The gift-giver, named Ava, entrusted Adam Wilson with the title with no strings attached except the request that he proceed as if he could be worthy of such trust—that he could be trustworthy. This is a surprisingly demanding task in our time. Being entrusted is very different from being entitled. Adam had been experimenting with gift-based, non-market community farming and feeding about thirty miles away in Vermont for a few years. That project, which he cofounded, was called Brush Brook Community Farm.
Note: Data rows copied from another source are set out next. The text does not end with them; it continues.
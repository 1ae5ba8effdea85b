//! `CacheEvent` and the publish/subscribe `EventBus`.

use std::collections::HashMap;
use std::sync::atomic::{AtomicBool, AtomicU64, Ordering};
use std::sync::Arc;
use std::time::{SystemTime, UNIX_EPOCH};

use parking_lot::RwLock;
use tokio::sync::Semaphore;
use uuid::Uuid;

/// An immutable domain event, published once and fanned out to subscribers.
#[derive(Debug, Clone)]
pub struct CacheEvent {
    pub event_type: String,
    pub source: String,
    pub timestamp_millis: i64,
    pub data: HashMap<String, String>,
}

impl CacheEvent {
    pub fn new(
        event_type: impl Into<String>,
        source: impl Into<String>,
        data: HashMap<String, String>,
    ) -> Self {
        Self {
            event_type: event_type.into(),
            source: source.into(),
            timestamp_millis: SystemTime::now()
                .duration_since(UNIX_EPOCH)
                .expect("system clock before unix epoch")
                .as_millis() as i64,
            data,
        }
    }
}

/// A registered subscriber callback. Listeners must be `Send + Sync` since
/// async delivery may run them on any worker-pool task.
pub type Listener = Arc<dyn Fn(&CacheEvent) + Send + Sync>;

struct Subscription {
    id: Uuid,
    event_type: String,
    listener: Listener,
}

/// Publish/subscribe bus for `CacheEvent`. Async delivery is bounded by a
/// semaphore sized `max(2, num_cpus)`, matching the spec's worker-pool
/// minimum; synchronous delivery runs listeners on the publisher's thread
/// and completes before `publish_sync` returns.
pub struct EventBus {
    subscriptions: RwLock<Vec<Subscription>>,
    permits: Arc<Semaphore>,
    inflight: Arc<AtomicU64>,
    shutdown: AtomicBool,
}

impl EventBus {
    pub fn new() -> Self {
        Self::with_worker_count(std::cmp::max(2, num_cpus::get()))
    }

    pub fn with_worker_count(workers: usize) -> Self {
        Self {
            subscriptions: RwLock::new(Vec::new()),
            permits: Arc::new(Semaphore::new(workers.max(2))),
            inflight: Arc::new(AtomicU64::new(0)),
            shutdown: AtomicBool::new(false),
        }
    }

    pub fn subscribe(&self, event_type: impl Into<String>, listener: Listener) -> Uuid {
        let id = Uuid::new_v4();
        self.subscriptions.write().push(Subscription {
            id,
            event_type: event_type.into(),
            listener,
        });
        id
    }

    pub fn unsubscribe(&self, id: Uuid) {
        self.subscriptions.write().retain(|s| s.id != id);
    }

    pub fn listener_count(&self, event_type: &str) -> usize {
        self.subscriptions
            .read()
            .iter()
            .filter(|s| s.event_type == event_type)
            .count()
    }

    /// Fire-and-forget delivery. No-op after `shutdown()`. Per-listener
    /// delivery order is not guaranteed across listeners on this path.
    pub fn publish(&self, event: CacheEvent) {
        if self.shutdown.load(Ordering::SeqCst) {
            return;
        }
        let listeners: Vec<Listener> = self
            .subscriptions
            .read()
            .iter()
            .filter(|s| s.event_type == event.event_type)
            .map(|s| s.listener.clone())
            .collect();

        for listener in listeners {
            let permits = self.permits.clone();
            let inflight = self.inflight.clone();
            let event = event.clone();
            inflight.fetch_add(1, Ordering::SeqCst);
            tokio::spawn(async move {
                let Ok(_permit) = permits.acquire().await else {
                    inflight.fetch_sub(1, Ordering::SeqCst);
                    return;
                };
                listener(&event);
                inflight.fetch_sub(1, Ordering::SeqCst);
            });
        }
    }

    /// Blocks until every matching listener has completed. Happens-before
    /// every side effect of those listeners by construction (run inline).
    pub fn publish_sync(&self, event: &CacheEvent) {
        if self.shutdown.load(Ordering::SeqCst) {
            return;
        }
        let listeners: Vec<Listener> = self
            .subscriptions
            .read()
            .iter()
            .filter(|s| s.event_type == event.event_type)
            .map(|s| s.listener.clone())
            .collect();
        for listener in listeners {
            listener(event);
        }
    }

    /// After shutdown, `publish`/`publish_sync` are no-ops. Already-spawned
    /// async deliveries are allowed to drain (they hold their own Arc
    /// clones of shared state); no new work is accepted.
    pub fn shutdown(&self) {
        self.shutdown.store(true, Ordering::SeqCst);
    }
}

impl Default for EventBus {
    fn default() -> Self {
        Self::new()
    }
}

#[cfg(test)]
mod tests {
    use super::*;
    use std::sync::atomic::AtomicUsize;

    #[test]
    fn subscribe_unsubscribe_tracks_listener_count() {
        let bus = EventBus::with_worker_count(2);
        let id = bus.subscribe("trade.updated", Arc::new(|_| {}));
        assert_eq!(bus.listener_count("trade.updated"), 1);
        bus.unsubscribe(id);
        assert_eq!(bus.listener_count("trade.updated"), 0);
    }

    #[test]
    fn publish_sync_runs_listeners_before_returning() {
        let bus = EventBus::with_worker_count(2);
        let seen = Arc::new(AtomicUsize::new(0));
        let seen_clone = seen.clone();
        bus.subscribe(
            "trade.updated",
            Arc::new(move |_| {
                seen_clone.fetch_add(1, Ordering::SeqCst);
            }),
        );
        bus.publish_sync(&CacheEvent::new("trade.updated", "test", HashMap::new()));
        assert_eq!(seen.load(Ordering::SeqCst), 1);
    }

    #[tokio::test]
    async fn publish_is_noop_after_shutdown() {
        let bus = EventBus::with_worker_count(2);
        let seen = Arc::new(AtomicUsize::new(0));
        let seen_clone = seen.clone();
        bus.subscribe(
            "trade.updated",
            Arc::new(move |_| {
                seen_clone.fetch_add(1, Ordering::SeqCst);
            }),
        );
        bus.shutdown();
        bus.publish(CacheEvent::new("trade.updated", "test", HashMap::new()));
        tokio::time::sleep(std::time::Duration::from_millis(20)).await;
        assert_eq!(seen.load(Ordering::SeqCst), 0);
    }
}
The enormous responsibility of being “entrusted” with land has informed the work at Sand River Community Farm—to create some sort of modern “commons.” Imaging a “commons” in a time where nearly every formerly-common-good and every formerly-neighborly-service has been turned into a commodity to be bought and sold is no small task. Changing the structure of the deed on an old Farm doesn’t magically flip a switch in our brains and hearts. Adam describes, “If I were to sell you a pound of lamb, I would be trafficking in the illusion that the animal’s body—a miraculous bundle of sunlight, soil and rainfall—was ‘mine.’ Once you handed me the requested number of dollars, it would become ‘yours.’ At some point I stopped being able to see it that way. My heart could no longer bear that story.”
Just a few generations ago everyone ate local food and almost everyone participated in that growing. If food wasn’t raised sustainably, there simply wouldn’t continue to be food. Sustainability wasn’t abstract back then, and that wasn’t that long ago. It’s not so much that a return to sustainably raised, local food will be “too expensive.” The payment this food asks is our attention—turning our gazes back toward a complex web of interspecies relationships that have been forsaken for the limitless and lifeless aisles of the grocery store. The story of more-of-everything-all-the-time went down easy for a while, but the heartburn is coming on fast. The devastating loss of local farmers runs in parallel with the breakdown of local communities, a deepening loneliness epidemic and the rapid deterioration of the planet’s capacity to sustain life.
How did human beings allow themselves to be reduced to consumers? How did we stay alive before we were consumers? How did we neighbor back then?
Sand River Community Farm offers no grand plan for re-working the food system or overthrowing “the market.” Rather, giving food as a gift invites us to encounter “the market” that lives within us, the one that suggests it would be safest to become self-reliant, autonomous, and, ultimately, alone. Remembering our capacity for mutually sustaining relationships seems to be, quite literally, an act of re-membering. At Sand River Community Farm, this intimate, conversational work begins by inviting the neighbors over for supper and serving the food family-style.